The HTML output is meant to be formatted and viewed in a web browser. Links to external resources (such as the different URL fields) are clickable in the browser.
The plain text output is formatted for viewing in the console or in a text editor.
Both the HTML output and the plain text output will contain the same information as the JSON output specified above and will behave analogously in respect to the --plain
and --out-part
parameters. There are however a few fields that are missing in HTML and plain text compared to JSON: “empty”, “usable”, “final”, “totallyFinal”, “broken” (these values are inferred from the values of some other fields and depend on some fetching parameters) and the JSON specific “version” and “argv”.
Log file¶
PubFetcher-CLI will log to stderr using the Apache Log4j 2 library. With the --log
parameter (described in Logging), a text file where the same log will be output to can be specified.

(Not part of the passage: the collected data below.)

use anyhow::Context as _;
use gavel_core::action;
use gavel_core::config::Config;
use gavel_core::error::StatusClass;
use gavel_core::store::fs::{FsRecordStore, FsSubmissionSource, FsTestcaseProvider};

use super::{GlobalArgs, SubcmdResult};

#[derive(Debug, clap::Args)]
pub struct Args {
    #[arg()] // positional argument
    pub evaluation_id: String,
}

pub async fn exec(args: &Args, _global_args: &GlobalArgs) -> SubcmdResult {
    let cwd = std::env::current_dir().context("Failed to get current dir")?;
    let cfg = Config::from_file_finding_in_ancestors(cwd)?;

    let records = FsRecordStore::new(&cfg.storage.record_dir);
    let submissions = FsSubmissionSource::new(&cfg.storage.submission_dir);
    let testcases = FsTestcaseProvider::new(&cfg.storage.testcase_dir);

    match action::evaluate(&records, &submissions, &testcases, &cfg, &args.evaluation_id).await {
        Ok(judgement) => {
            action::print_judgement_report(&judgement);
            println!("The evaluation was completed successfully!");
            Ok(())
        }
        Err(e) => {
            let class = e.status_class();
            log::error!("Evaluation failed ({}): {:#}", class.status_code(), e);
            std::process::exit(match class {
                StatusClass::ClientError => 1,
                StatusClass::Success | StatusClass::ServerError => 2,
            });
        }
    }
}
use std::path::{Path, PathBuf};

use crate::judging::compiler::SOURCE_EXT;

/// Root of the judge's working storage. One subdirectory per evaluation, so
/// concurrent runs never touch each other's files.
#[derive(Debug, Clone)]
pub struct ScratchHome {
    root: PathBuf,
}

/// Run-scoped working area of a single evaluation: the fetched source file,
/// the compiled artifact, and one subdirectory per test case. Created at run
/// start; `cleanup()` is called on every exit path, including failure.
#[derive(Debug, Clone)]
pub struct RunArea {
    dir: PathBuf,
    evaluation_id: String,
}

/// Paths of the well-known files of one test case. The submitted program
/// runs with `dir` as its working directory, reads `<prefix>.in` and writes
/// `<prefix>.out` there; the groundtruth is materialized as `<prefix>.ok`.
#[derive(Debug, Clone)]
pub struct TestSlot {
    pub dir: PathBuf,
    pub input: PathBuf,
    pub expected: PathBuf,
    pub actual: PathBuf,
}

impl ScratchHome {
    pub fn new(root: impl Into<PathBuf>) -> Self {
        Self { root: root.into() }
    }

    pub fn run_dir(&self, evaluation_id: &str) -> PathBuf {
        self.root.join(evaluation_id)
    }

    #[must_use]
    pub fn create_run_area(&self, evaluation_id: &str) -> fsutil::Result<RunArea> {
        let dir = self.run_dir(evaluation_id);
        fsutil::mkdir_all(&dir)?;
        Ok(RunArea {
            dir,
            evaluation_id: evaluation_id.to_owned(),
        })
    }
}

impl RunArea {
    pub fn dir(&self) -> &Path {
        &self.dir
    }

    pub fn evaluation_id(&self) -> &str {
        &self.evaluation_id
    }

    pub fn source_file(&self) -> PathBuf {
        self.dir
            .join(format!("{}.{}", self.evaluation_id, SOURCE_EXT))
    }

    pub fn executable_file(&self) -> PathBuf {
        self.dir.join(format!("{}.exe", self.evaluation_id))
    }

    /// Each test case gets its own subdirectory, so the three well-known file
    /// names never alias across iterations within a run.
    pub fn test_slot(&self, ord: usize, file_prefix: &str) -> TestSlot {
        let dir = self.dir.join(format!("case{}", ord));
        TestSlot {
            input: dir.join(format!("{}.in", file_prefix)),
            expected: dir.join(format!("{}.ok", file_prefix)),
            actual: dir.join(format!("{}.out", file_prefix)),
            dir,
        }
    }

    #[must_use]
    pub fn cleanup(self) -> fsutil::Result<()> {
        fsutil::remove_dir_all(&self.dir)
    }
}

#[cfg(test)]
mod test {
    use super::*;

    fn tmproot(tag: &str) -> PathBuf {
        let dir = std::env::temp_dir().join(format!("gavel-scratch-{}-{}", tag, std::process::id()));
        let _ = std::fs::remove_dir_all(&dir);
        dir
    }

    #[test]
    fn area_paths_are_scoped_by_evaluation_id() {
        let root = tmproot("paths");
        let home = ScratchHome::new(&root);
        let area = home.create_run_area("17").unwrap();

        assert_eq!(area.dir(), root.join("17"));
        assert_eq!(area.source_file(), root.join("17/17.cpp"));
        assert_eq!(area.executable_file(), root.join("17/17.exe"));

        let slot = area.test_slot(2, "sum");
        assert_eq!(slot.dir, root.join("17/case2"));
        assert_eq!(slot.input, root.join("17/case2/sum.in"));
        assert_eq!(slot.expected, root.join("17/case2/sum.ok"));
        assert_eq!(slot.actual, root.join("17/case2/sum.out"));

        area.cleanup().unwrap();
        std::fs::remove_dir_all(&root).unwrap();
    }

    #[test]
    fn cleanup_removes_the_whole_area() {
        let root = tmproot("cleanup");
        let home = ScratchHome::new(&root);
        let area = home.create_run_area("9").unwrap();

        let slot = area.test_slot(1, "t");
        fsutil::write_with_mkdir(&slot.input, "data").unwrap();
        assert!(slot.input.exists());

        area.cleanup().unwrap();
        assert!(!root.join("9").exists());
        std::fs::remove_dir_all(&root).unwrap();
    }

    #[test]
    fn create_run_area_is_reentrant() {
        let root = tmproot("reentrant");
        let home = ScratchHome::new(&root);
        home.create_run_area("5").unwrap();
        home.create_run_area("5").unwrap();
        std::fs::remove_dir_all(&root).unwrap();
    }
}
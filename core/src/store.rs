pub mod fs;
pub mod memory;

use async_trait::async_trait;
use serde::{Deserialize, Serialize};
use strum::Display;

/// Name prefixes of a problem's test-case blobs.
pub const INPUT_BLOB_PREFIX: &str = "input";
pub const OUTPUT_BLOB_PREFIX: &str = "output";

/// Lifecycle of an Evaluation as observed through the record store.
/// Persisted exactly twice per run: entering `Evaluating` and `Completed`.
#[derive(Debug, Clone, Copy, PartialEq, Eq, Display, Serialize, Deserialize)]
pub enum EvaluationStatus {
    Pending,
    Evaluating,
    Completed,
}

#[derive(Debug, Clone, PartialEq, Eq, Serialize, Deserialize)]
pub struct EvaluationRecord {
    pub id: String,
    pub problem_id: String,
    pub status: EvaluationStatus,
    /// Free text: the stringified score, or the compile-failure sentinel.
    #[serde(default)]
    pub verdict: String,
}

#[derive(Debug, Clone, PartialEq, Eq, Serialize, Deserialize)]
pub struct ProblemRecord {
    pub id: String,
    /// Base name of the well-known per-test files the submitted program
    /// reads and writes (`<file_prefix>.in` / `<file_prefix>.out`).
    pub file_prefix: String,
}

#[async_trait]
pub trait RecordStore: Send + Sync {
    async fn get_evaluation(&self, id: &str) -> anyhow::Result<Option<EvaluationRecord>>;

    /// Overwrites any existing record with the same id.
    async fn put_evaluation(&self, record: &EvaluationRecord) -> anyhow::Result<()>;

    async fn get_problem(&self, id: &str) -> anyhow::Result<Option<ProblemRecord>>;
}

/// Supplies the raw bytes of the single source file of a submission.
#[async_trait]
pub trait SubmissionSource: Send + Sync {
    async fn fetch_source(&self, evaluation_id: &str) -> anyhow::Result<Vec<u8>>;
}

/// Lists and fetches a problem's test-case blobs. Listing returns bare blob
/// names in unspecified order; sorting and pairing are the consumer's job.
#[async_trait]
pub trait TestcaseProvider: Send + Sync {
    async fn list_input_names(&self, problem_id: &str) -> anyhow::Result<Vec<String>>;
    async fn list_output_names(&self, problem_id: &str) -> anyhow::Result<Vec<String>>;
    async fn fetch_blob(&self, problem_id: &str, name: &str) -> anyhow::Result<Vec<u8>>;
}
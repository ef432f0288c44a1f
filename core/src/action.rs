use std::collections::HashMap;
use std::path::Path;

use anyhow::{bail, Context as _};
use colored::Colorize;

use crate::config::Config;
use crate::error::EvaluateError;
use crate::judging::{
    self, comparator, CompileStatus, Compiler, Execution, Scorer, Supervisor, TestPair, TestReport,
    Verdict,
};
use crate::scratch::{RunArea, ScratchHome};
use crate::store::{
    EvaluationStatus, ProblemRecord, RecordStore, SubmissionSource, TestcaseProvider,
};
use crate::style;

/// Verdict text recorded when the toolchain rejects the submission.
pub const COMPILE_FAILED_VERDICT: &str = "Compilation failed!";

/// Outcome of a completed evaluation run.
#[derive(Debug, Clone, PartialEq)]
pub enum Judgement {
    /// The toolchain rejected the submission; no test case was executed.
    CompileFailed,
    /// Every test case was resolved; `score` is the raw accumulated
    /// percentage (see `Scorer`).
    Scored {
        score: f64,
        tests: Vec<TestReport>,
    },
}

impl Judgement {
    /// Text persisted in the Evaluation record's verdict field.
    pub fn verdict_text(&self) -> String {
        match self {
            Self::CompileFailed => COMPILE_FAILED_VERDICT.to_owned(),
            Self::Scored { score, .. } => score.to_string(),
        }
    }
}

/// Drives one evaluation run end to end:
/// load records, mark Evaluating, compile, run every test case in pairing
/// order, score, mark Completed. The run's scratch area is created up front
/// and removed on every exit path.
pub async fn evaluate(
    records: &dyn RecordStore,
    submissions: &dyn SubmissionSource,
    testcases: &dyn TestcaseProvider,
    cfg: &Config,
    evaluation_id: &str,
) -> Result<Judgement, EvaluateError> {
    let mut evaluation = records
        .get_evaluation(evaluation_id)
        .await
        .context("Failed to load evaluation record")?
        .ok_or_else(|| EvaluateError::UnknownEvaluation(evaluation_id.to_owned()))?;

    let problem = records
        .get_problem(&evaluation.problem_id)
        .await
        .context("Failed to load problem record")?
        .ok_or_else(|| EvaluateError::DanglingProblemReference {
            evaluation_id: evaluation_id.to_owned(),
            problem_id: evaluation.problem_id.clone(),
        })?;

    evaluation.status = EvaluationStatus::Evaluating;
    records
        .put_evaluation(&evaluation)
        .await
        .context("Failed to persist evaluation status")?;

    let scratch = ScratchHome::new(&cfg.storage.scratch_dir);
    let area = scratch.create_run_area(evaluation_id)?;

    let judgement = run_in_area(&area, submissions, testcases, cfg, &problem).await;

    if let Err(e) = area.cleanup() {
        log::warn!(
            "Failed to clean up run area of evaluation '{}': {:#}",
            evaluation_id,
            e,
        );
    }
    let judgement = judgement?;

    evaluation.verdict = judgement.verdict_text();
    evaluation.status = EvaluationStatus::Completed;
    records
        .put_evaluation(&evaluation)
        .await
        .context("Failed to persist evaluation result")?;

    log::info!(
        "Evaluation '{}' completed: verdict='{}'",
        evaluation_id,
        evaluation.verdict,
    );
    Ok(judgement)
}

async fn run_in_area(
    area: &RunArea,
    submissions: &dyn SubmissionSource,
    testcases: &dyn TestcaseProvider,
    cfg: &Config,
    problem: &ProblemRecord,
) -> Result<Judgement, EvaluateError> {
    let (input_names, output_names) = tokio::try_join!(
        testcases.list_input_names(&problem.id),
        testcases.list_output_names(&problem.id),
    )
    .context("Failed to list testcase blobs")?;
    let pairs = judging::pair_testcases(input_names, output_names);

    let source = submissions
        .fetch_source(area.evaluation_id())
        .await
        .context("Failed to fetch submission source")?;
    fsutil::write(area.source_file(), &source)?;

    let compiler = Compiler::new(cfg.toolchain.clone());
    let executable = area.executable_file();
    match compiler.compile(&area.source_file(), &executable).await? {
        CompileStatus::Built => (),
        CompileStatus::Failed { .. } => return Ok(Judgement::CompileFailed),
    }

    let supervisor = Supervisor::new(cfg.judge.time_limit());
    let mut scorer = Scorer::new(pairs.len());
    let mut reports = Vec::with_capacity(pairs.len());

    // Strictly sequential: each test case is fully resolved before the next.
    for pair in &pairs {
        let report =
            run_single_test(area, testcases, &supervisor, &executable, problem, pair).await?;
        scorer.record(report.verdict);
        reports.push(report);
    }

    Ok(Judgement::Scored {
        score: scorer.total(),
        tests: reports,
    })
}

async fn run_single_test(
    area: &RunArea,
    testcases: &dyn TestcaseProvider,
    supervisor: &Supervisor,
    executable: &Path,
    problem: &ProblemRecord,
    pair: &TestPair,
) -> Result<TestReport, EvaluateError> {
    let slot = area.test_slot(pair.ord, &problem.file_prefix);
    let (input, expected) = tokio::try_join!(
        testcases.fetch_blob(&problem.id, &pair.input),
        testcases.fetch_blob(&problem.id, &pair.expected),
    )
    .context("Failed to fetch testcase blob")?;
    fsutil::write_with_mkdir(&slot.input, &input)?;
    fsutil::write(&slot.expected, &expected)?;

    let (verdict, execution_time) = match supervisor.run(executable, &slot.dir).await? {
        Execution::TimedOut => (Verdict::TimeExceeded, supervisor.time_limit()),
        Execution::Completed {
            exit_status,
            elapsed,
        } => {
            if !exit_status.success() {
                log::debug!("case{}: submission exited with {}", pair.ord, exit_status);
            }
            let verdict = comparator::compare(&slot.expected, &slot.actual).await?;
            (verdict, elapsed)
        }
    };

    Ok(TestReport {
        ord: pair.ord,
        verdict,
        execution_time,
    })
}

/// Seed `dir` as a judge root with the example config.
pub fn init_judge_root(dir: impl AsRef<Path>) -> anyhow::Result<()> {
    let dir = dir.as_ref();
    if let Ok(config_filepath) = Config::find_file_in_ancestors(dir) {
        bail!(
            "Already being a judge root.\nIf it's intentional, remove {:?} and then try again.",
            config_filepath,
        );
    }

    let toml = Config::example_toml();
    fsutil::write_with_mkdir(dir.join(Config::FILENAME), &toml)?;
    Ok(())
}

pub fn print_judgement_report(judgement: &Judgement) {
    match judgement {
        Judgement::CompileFailed => {
            println!("{}", COMPILE_FAILED_VERDICT.bright_red().bold());
        }
        Judgement::Scored { score, tests } => {
            for t in tests {
                println!(
                    "case{} ... {} [{}ms]",
                    t.ord,
                    style::verdict_badge(t.verdict),
                    t.execution_time.as_millis(),
                );
            }
            print_score_summary(*score, tests);
        }
    }
}

fn print_score_summary(score: f64, tests: &[TestReport]) {
    let bar = "-".repeat(5);
    print!("{} ", bar);

    let count: HashMap<Verdict, usize> = tests.iter().fold(HashMap::new(), |mut count, t| {
        *count.entry(t.verdict).or_default() += 1;
        count
    });

    let num_total = tests.len();
    let num_correct = *count.get(&Verdict::Correct).unwrap_or(&0);

    if num_correct == num_total {
        print!("{}", format!("Score: {} ({}/{} correct)", score, num_correct, num_total).green());
    } else {
        let detail = count
            .iter()
            .filter(|(&verdict, _)| verdict != Verdict::Correct)
            .map(|(&verdict, &cnt)| {
                format!(
                    "{}{}{}",
                    style::verdict_badge(verdict),
                    "x".dimmed(),
                    cnt.to_string().bold().bright_white(),
                )
            })
            .collect::<Vec<String>>()
            .join(", ");

        print!(
            "{} ({})",
            format!("Score: {} ({}/{} correct)", score, num_correct, num_total).bright_red(),
            detail,
        );
    }

    println!(" {}", bar);
}
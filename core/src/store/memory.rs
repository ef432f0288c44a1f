use std::collections::HashMap;

use anyhow::bail;
use async_trait::async_trait;
use tokio::sync::Mutex;

use super::{
    EvaluationRecord, ProblemRecord, RecordStore, SubmissionSource, TestcaseProvider,
    INPUT_BLOB_PREFIX, OUTPUT_BLOB_PREFIX,
};

/// In-memory record store, for tests and embedders.
#[derive(Debug, Default)]
pub struct MemoryRecordStore {
    evaluations: Mutex<HashMap<String, EvaluationRecord>>,
    problems: Mutex<HashMap<String, ProblemRecord>>,
}

impl MemoryRecordStore {
    pub fn new() -> Self {
        Self::default()
    }

    pub async fn insert_problem(&self, record: ProblemRecord) {
        self.problems.lock().await.insert(record.id.clone(), record);
    }

    pub async fn evaluation_count(&self) -> usize {
        self.evaluations.lock().await.len()
    }
}

#[async_trait]
impl RecordStore for MemoryRecordStore {
    async fn get_evaluation(&self, id: &str) -> anyhow::Result<Option<EvaluationRecord>> {
        Ok(self.evaluations.lock().await.get(id).cloned())
    }

    async fn put_evaluation(&self, record: &EvaluationRecord) -> anyhow::Result<()> {
        self.evaluations
            .lock()
            .await
            .insert(record.id.clone(), record.clone());
        Ok(())
    }

    async fn get_problem(&self, id: &str) -> anyhow::Result<Option<ProblemRecord>> {
        Ok(self.problems.lock().await.get(id).cloned())
    }
}

/// In-memory submission source keyed by evaluation id.
#[derive(Debug, Default)]
pub struct MemorySubmissionSource {
    sources: Mutex<HashMap<String, Vec<u8>>>,
}

impl MemorySubmissionSource {
    pub fn new() -> Self {
        Self::default()
    }

    pub async fn insert_source(&self, evaluation_id: impl Into<String>, source: impl Into<Vec<u8>>) {
        self.sources
            .lock()
            .await
            .insert(evaluation_id.into(), source.into());
    }
}

#[async_trait]
impl SubmissionSource for MemorySubmissionSource {
    async fn fetch_source(&self, evaluation_id: &str) -> anyhow::Result<Vec<u8>> {
        match self.sources.lock().await.get(evaluation_id) {
            Some(bytes) => Ok(bytes.clone()),
            None => bail!("No submission source for evaluation '{}'", evaluation_id),
        }
    }
}

/// In-memory test-case provider: problem id -> blob name -> bytes.
#[derive(Debug, Default)]
pub struct MemoryTestcaseProvider {
    blobs: Mutex<HashMap<String, HashMap<String, Vec<u8>>>>,
}

impl MemoryTestcaseProvider {
    pub fn new() -> Self {
        Self::default()
    }

    pub async fn insert_blob(
        &self,
        problem_id: impl Into<String>,
        name: impl Into<String>,
        bytes: impl Into<Vec<u8>>,
    ) {
        self.blobs
            .lock()
            .await
            .entry(problem_id.into())
            .or_default()
            .insert(name.into(), bytes.into());
    }

    async fn list_names(&self, problem_id: &str, prefix: &str) -> Vec<String> {
        self.blobs
            .lock()
            .await
            .get(problem_id)
            .map(|blobs| {
                blobs
                    .keys()
                    .filter(|name| name.starts_with(prefix))
                    .cloned()
                    .collect()
            })
            .unwrap_or_default()
    }
}

#[async_trait]
impl TestcaseProvider for MemoryTestcaseProvider {
    async fn list_input_names(&self, problem_id: &str) -> anyhow::Result<Vec<String>> {
        Ok(self.list_names(problem_id, INPUT_BLOB_PREFIX).await)
    }

    async fn list_output_names(&self, problem_id: &str) -> anyhow::Result<Vec<String>> {
        Ok(self.list_names(problem_id, OUTPUT_BLOB_PREFIX).await)
    }

    async fn fetch_blob(&self, problem_id: &str, name: &str) -> anyhow::Result<Vec<u8>> {
        match self
            .blobs
            .lock()
            .await
            .get(problem_id)
            .and_then(|blobs| blobs.get(name))
        {
            Some(bytes) => Ok(bytes.clone()),
            None => bail!("No testcase blob '{}/{}'", problem_id, name),
        }
    }
}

Each log line will consist of the following: the data and time, log level, log message, the name of the logger that published the logging event and the name of the thread that generated the logging event. The date and time will be the local time in the format “2018-08-24 11:37:20,187”. Log level can be DEBUG, INFO, WARN and ERROR. DEBUG level messages are only output to the log file (and not to the console). Currently, there are only few DEBUG messages, including the very first message listing all parameters the program was run with. Any line breaks in the log message will be escaped, so that each log message can fit on exactly one line. The name of the logger is just the fully qualified Java class (with the prefix “org.edamontology” removed) the logging event is called from (prepended with “@” in the log file), e.g. “@pubfetcher.cli.Cli”. The name of the thread will be “main” if the logging event was generated by the main thread, any subsequent thread will be named “Thread-2”, “Thread-3”, etc. In the log file the thread name will be in square brackets, e.g. “[Thread-2]”. Some Java exceptions can also be logged, these will be output with the stack trace on subsequent lines after the logged exception message.
Analysing logs¶
Log level ERROR is set to erroneous conditions which mostly occur on the side of the PubFetcher user (like problems in provided input), so searching for “ERROR” in log files can potentially help in finding problems that can be fixed by the user. Some problems might be caused by issues in the used resources, like Europe PMC and PubMed, and some reported problems are not problems at all, like failing to find a publication part which is actually supposed to be missing, but these messages will usually have the log level WARN. One example of WARN level messages that can indicate inconsistencies in used resource are the messages beginning with “Old ID”.
Some examples of issues found by analysing logs:
- https://github.com/bio-tools/biotoolsRegistry/issues/281
- https://github.com/bio-tools/biotoolsRegistry/issues/331
- https://github.com/bio-tools/biotoolsRegistry/issues/332
If multiple threads are writing to a log file, then the messages of different threads will be interwoven. To get the sequence of messages of only one thread, grep
could be used:
$ grep Thread-2 database.log
In addition to analysing logs, the output of -part-table
(described in Output) could be checked for possible problems. For example, title being “na” is a good indicator of an invalid ID. To list all such publications the filter -part-type na -part-type-part title
could be used. Other things of interest might be for example parts which are from other sources than the main ones (the europepmc, pubmed, pmc types and doi) or parts missing in Europe PMC, but present in PubMed or PMC.